Stored data —
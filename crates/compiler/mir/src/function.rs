//! # MIR Function
//!
//! This module defines the function-level MIR representation, including
//! the Control Flow Graph (CFG) of basic blocks.

use index_vec::IndexVec;
use rustc_hash::{FxHashMap, FxHashSet};
use thiserror::Error;

use crate::analysis::dominance::{compute_dominator_tree, DominatorTree};
use crate::{cfg, indent_str, BasicBlock, BasicBlockId, InstructionKind, PrettyPrint, ValueId};

/// Structural problems detected by [`MirFunction::validate`]
#[derive(Debug, Clone, PartialEq, Eq, Error)]
pub enum ValidationError {
    #[error("entry block {0:?} does not exist")]
    MissingEntry(BasicBlockId),
    #[error("block {block:?} targets non-existent block {target:?}")]
    DanglingTarget {
        block: BasicBlockId,
        target: BasicBlockId,
    },
    #[error("block {block:?}: phi at position {position} follows a non-phi instruction")]
    MisplacedPhi { block: BasicBlockId, position: usize },
    #[error("block {block:?}: phi {phi:?} has an operand from {source_block:?}, which is not a predecessor")]
    PhiFromNonPredecessor {
        block: BasicBlockId,
        phi: ValueId,
        source_block: BasicBlockId,
    },
    #[error("block {block:?}: phi {phi:?} has {count} operands for predecessor {pred:?}")]
    PhiPredecessorMismatch {
        block: BasicBlockId,
        phi: ValueId,
        pred: BasicBlockId,
        count: usize,
    },
    #[error("value {0:?} is defined more than once")]
    DuplicateDefinition(ValueId),
    #[error("block {block:?} uses value {value:?} that is never defined")]
    UndefinedValue { block: BasicBlockId, value: ValueId },
    #[error("block {block:?} uses value {value:?} before its definition dominates it")]
    UseNotDominated { block: BasicBlockId, value: ValueId },
}

/// Where a value comes from
#[derive(Debug, Clone, Copy, PartialEq, Eq, Hash)]
pub enum ValueDefinition {
    /// A function parameter, available everywhere
    Parameter,
    /// The destination of the instruction at `index` in `block`
    Instruction { block: BasicBlockId, index: usize },
}

impl ValueDefinition {
    /// The defining block, or `None` for parameters
    pub const fn block(&self) -> Option<BasicBlockId> {
        match self {
            Self::Parameter => None,
            Self::Instruction { block, .. } => Some(*block),
        }
    }
}

/// The MIR for a single function, laid out as a Control Flow Graph (CFG)
///
/// # Design Notes
///
/// - Basic blocks are stored in an `IndexVec` for efficient access
/// - Each function has exactly one entry block
/// - Values are numbered per function; `next_value_id` keeps them unique
#[derive(Debug, Clone, PartialEq, Eq)]
pub struct MirFunction {
    /// The name of the function (for debugging and linking)
    pub name: String,

    /// All basic blocks in this function, forming the CFG
    pub basic_blocks: IndexVec<BasicBlockId, BasicBlock>,

    /// The entry point of the function (always valid if function has blocks)
    pub entry_block: BasicBlockId,

    /// Function parameters in signature order
    pub parameters: Vec<ValueId>,

    /// Next available value ID for generating new temporaries
    pub(crate) next_value_id: usize,
}

impl MirFunction {
    /// Creates a new function with the given name and an empty entry block
    pub fn new(name: impl Into<String>) -> Self {
        let mut basic_blocks = IndexVec::new();
        let entry_block = basic_blocks.push(BasicBlock::with_name("entry"));

        Self {
            name: name.into(),
            basic_blocks,
            entry_block,
            parameters: Vec::new(),
            next_value_id: 0,
        }
    }

    /// Adds a new basic block and returns its ID
    pub fn add_basic_block(&mut self) -> BasicBlockId {
        self.basic_blocks.push(BasicBlock::new())
    }

    /// Adds a new basic block with a name and returns its ID
    pub fn add_basic_block_with_name(&mut self, name: impl Into<String>) -> BasicBlockId {
        self.basic_blocks.push(BasicBlock::with_name(name))
    }

    /// Gets a basic block by ID
    pub fn get_basic_block(&self, id: BasicBlockId) -> Option<&BasicBlock> {
        self.basic_blocks.get(id)
    }

    /// Generates a new unique value ID within this function
    pub fn new_value_id(&mut self) -> ValueId {
        let id = ValueId::new(self.next_value_id);
        self.next_value_id += 1;
        id
    }

    /// Appends a parameter and returns its value
    pub fn new_parameter(&mut self) -> ValueId {
        let id = self.new_value_id();
        self.parameters.push(id);
        id
    }

    /// Returns an iterator over all basic blocks
    pub fn basic_blocks(&self) -> impl Iterator<Item = (BasicBlockId, &BasicBlock)> {
        self.basic_blocks.iter_enumerated()
    }

    /// Returns the number of basic blocks in this function
    pub fn block_count(&self) -> usize {
        self.basic_blocks.len()
    }

    /// Maps every defined value to its definition site
    ///
    /// If a value is defined more than once the first definition wins;
    /// [`Self::validate`] reports the duplicate.
    pub fn value_definitions(&self) -> FxHashMap<ValueId, ValueDefinition> {
        let mut definitions = FxHashMap::default();
        for &param in &self.parameters {
            definitions.insert(param, ValueDefinition::Parameter);
        }
        for (block, data) in self.basic_blocks() {
            for (index, instruction) in data.instructions.iter().enumerate() {
                if let Some(dest) = instruction.destination() {
                    definitions
                        .entry(dest)
                        .or_insert(ValueDefinition::Instruction { block, index });
                }
            }
        }
        definitions
    }

    /// Returns a map from each ValueId to its usage count in the function.
    pub fn get_value_use_counts(&self) -> FxHashMap<ValueId, usize> {
        let mut counts = FxHashMap::default();
        for (_id, block) in self.basic_blocks() {
            for instruction in &block.instructions {
                for value in instruction.operands() {
                    if let Some(id) = value.as_operand() {
                        *counts.entry(id).or_default() += 1;
                    }
                }
            }
            for used_value in block.terminator.used_values() {
                *counts.entry(used_value).or_default() += 1;
            }
        }
        counts
    }

    /// Replace all occurrences of `from` value with `to` value throughout the function
    pub fn replace_all_uses(&mut self, from: ValueId, to: ValueId) {
        if from == to {
            return;
        }

        for block in self.basic_blocks.iter_mut() {
            for instruction in &mut block.instructions {
                instruction.replace_value_uses(from, to);
            }
            block.terminator.replace_value_uses(from, to);
        }
    }

    /// Returns the set of blocks reachable from the entry block
    pub fn reachable_blocks(&self) -> FxHashSet<BasicBlockId> {
        let mut visited = FxHashSet::default();
        let mut stack = vec![self.entry_block];

        while let Some(current) = stack.pop() {
            if !visited.insert(current) {
                continue;
            }
            if let Some(block) = self.get_basic_block(current) {
                stack.extend(block.terminator.target_blocks());
            }
        }

        visited
    }

    /// Checks if a basic block is reachable from the entry block
    pub fn is_block_reachable(&self, target: BasicBlockId) -> bool {
        self.reachable_blocks().contains(&target)
    }

    /// Returns all unreachable basic blocks
    pub fn unreachable_blocks(&self) -> Vec<BasicBlockId> {
        let reachable = self.reachable_blocks();
        self.basic_blocks()
            .map(|(id, _)| id)
            .filter(|id| !reachable.contains(id))
            .collect()
    }

    /// Validates the function structure
    ///
    /// Checks:
    /// - Entry block exists and every terminator target exists
    /// - Phis are grouped at the start of their block
    /// - Phis in reachable blocks carry exactly one operand per reachable
    ///   predecessor and none from non-predecessors
    /// - Every value is defined once, and every use in a reachable block is
    ///   dominated by its definition
    pub fn validate(&self) -> Result<(), ValidationError> {
        if self.basic_blocks.get(self.entry_block).is_none() {
            return Err(ValidationError::MissingEntry(self.entry_block));
        }

        for (block_id, block) in self.basic_blocks() {
            for target in block.terminator.target_blocks() {
                if self.basic_blocks.get(target).is_none() {
                    return Err(ValidationError::DanglingTarget {
                        block: block_id,
                        target,
                    });
                }
            }

            let phi_count = block.phi_count();
            if let Some(position) = block
                .instructions
                .iter()
                .skip(phi_count)
                .position(|instruction| instruction.is_phi())
            {
                return Err(ValidationError::MisplacedPhi {
                    block: block_id,
                    position: phi_count + position,
                });
            }
        }

        let mut seen = FxHashSet::default();
        for &param in &self.parameters {
            if !seen.insert(param) {
                return Err(ValidationError::DuplicateDefinition(param));
            }
        }
        for (_, block) in self.basic_blocks() {
            for dest in block.instructions.iter().filter_map(|i| i.destination()) {
                if !seen.insert(dest) {
                    return Err(ValidationError::DuplicateDefinition(dest));
                }
            }
        }

        let reachable = self.reachable_blocks();
        let predecessors = cfg::build_predecessor_map(self);
        let dom_tree = compute_dominator_tree(self);
        let definitions = self.value_definitions();

        for (block_id, block) in self.basic_blocks() {
            if !reachable.contains(&block_id) {
                continue;
            }
            let preds = predecessors.get(&block_id).cloned().unwrap_or_default();

            for (index, instruction) in block.instructions.iter().enumerate() {
                if let InstructionKind::Phi { dest: phi, sources } = &instruction.kind {
                    let phi = *phi;
                    for (source_block, _) in sources {
                        if !preds.contains(source_block) {
                            return Err(ValidationError::PhiFromNonPredecessor {
                                block: block_id,
                                phi,
                                source_block: *source_block,
                            });
                        }
                    }
                    for &pred in preds.iter().filter(|p| reachable.contains(p)) {
                        let count = sources.iter().filter(|(b, _)| *b == pred).count();
                        if count != 1 {
                            return Err(ValidationError::PhiPredecessorMismatch {
                                block: block_id,
                                phi,
                                pred,
                                count,
                            });
                        }
                    }
                    for (source_block, value) in sources {
                        if !reachable.contains(source_block) {
                            continue;
                        }
                        if let Some(id) = value.as_operand() {
                            self.check_use(&definitions, &dom_tree, *source_block, None, id)?;
                        }
                    }
                } else {
                    for id in instruction.used_values() {
                        self.check_use(&definitions, &dom_tree, block_id, Some(index), id)?;
                    }
                }
            }

            for id in block.terminator.used_values() {
                let position = Some(block.instructions.len());
                self.check_use(&definitions, &dom_tree, block_id, position, id)?;
            }
        }

        Ok(())
    }

    /// Checks that a use of `value` at `position` in `block` is dominated by its
    /// definition. `position == None` means "at the end of `block`" (phi operands).
    fn check_use(
        &self,
        definitions: &FxHashMap<ValueId, ValueDefinition>,
        dom_tree: &DominatorTree,
        block: BasicBlockId,
        position: Option<usize>,
        value: ValueId,
    ) -> Result<(), ValidationError> {
        let Some(definition) = definitions.get(&value) else {
            return Err(ValidationError::UndefinedValue { block, value });
        };

        let dominated = match *definition {
            ValueDefinition::Parameter => true,
            ValueDefinition::Instruction {
                block: def_block,
                index,
            } if def_block == block => position.map_or(true, |use_index| index < use_index),
            ValueDefinition::Instruction {
                block: def_block, ..
            } => dom_tree.dominates(def_block, block),
        };

        if dominated {
            Ok(())
        } else {
            Err(ValidationError::UseNotDominated { block, value })
        }
    }
}

impl PrettyPrint for MirFunction {
    fn pretty_print(&self, indent: usize) -> String {
        let mut result = String::new();
        let base_indent = indent_str(indent);

        let parameters = self
            .parameters
            .iter()
            .map(|param| format!("%{}", param.index()))
            .collect::<Vec<_>>()
            .join(", ");
        result.push_str(&format!("{}fn {}({parameters}) {{\n", base_indent, self.name));

        for (block_id, block) in self.basic_blocks() {
            let block_display = match &block.name {
                Some(name) => format!("bb{} ({name})", block_id.index()),
                None => format!("bb{}", block_id.index()),
            };
            result.push_str(&format!("{base_indent}  {block_display}:\n"));
            result.push_str(&block.pretty_print(indent + 2));
        }

        result.push_str(&format!("{base_indent}}}\n"));
        result
    }
}

#[cfg(test)]
#[path = "function_tests.rs"]
mod tests;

Prompt —
Retype only the lines above between the line with "block_id, position, id)?;" and the line with "let block_display = match", counting those two lines as well, and keep every character as it is.

Solution below —
                self.check_use(&definitions, &dom_tree, block_id, position, id)?;
            }
        }

        Ok(())
    }

    /// Checks that a use of `value` at `position` in `block` is dominated by its
    /// definition. `position == None` means "at the end of `block`" (phi operands).
    fn check_use(
        &self,
        definitions: &FxHashMap<ValueId, ValueDefinition>,
        dom_tree: &DominatorTree,
        block: BasicBlockId,
        position: Option<usize>,
        value: ValueId,
    ) -> Result<(), ValidationError> {
        let Some(definition) = definitions.get(&value) else {
            return Err(ValidationError::UndefinedValue { block, value });
        };

        let dominated = match *definition {
            ValueDefinition::Parameter => true,
            ValueDefinition::Instruction {
                block: def_block,
                index,
            } if def_block == block => position.map_or(true, |use_index| index < use_index),
            ValueDefinition::Instruction {
                block: def_block, ..
            } => dom_tree.dominates(def_block, block),
        };

        if dominated {
            Ok(())
        } else {
            Err(ValidationError::UseNotDominated { block, value })
        }
    }
}

impl PrettyPrint for MirFunction {
    fn pretty_print(&self, indent: usize) -> String {
        let mut result = String::new();
        let base_indent = indent_str(indent);

        let parameters = self
            .parameters
            .iter()
            .map(|param| format!("%{}", param.index()))
            .collect::<Vec<_>>()
            .join(", ");
        result.push_str(&format!("{}fn {}({parameters}) {{\n", base_indent, self.name));

        for (block_id, block) in self.basic_blocks() {
            let block_display = match &block.name {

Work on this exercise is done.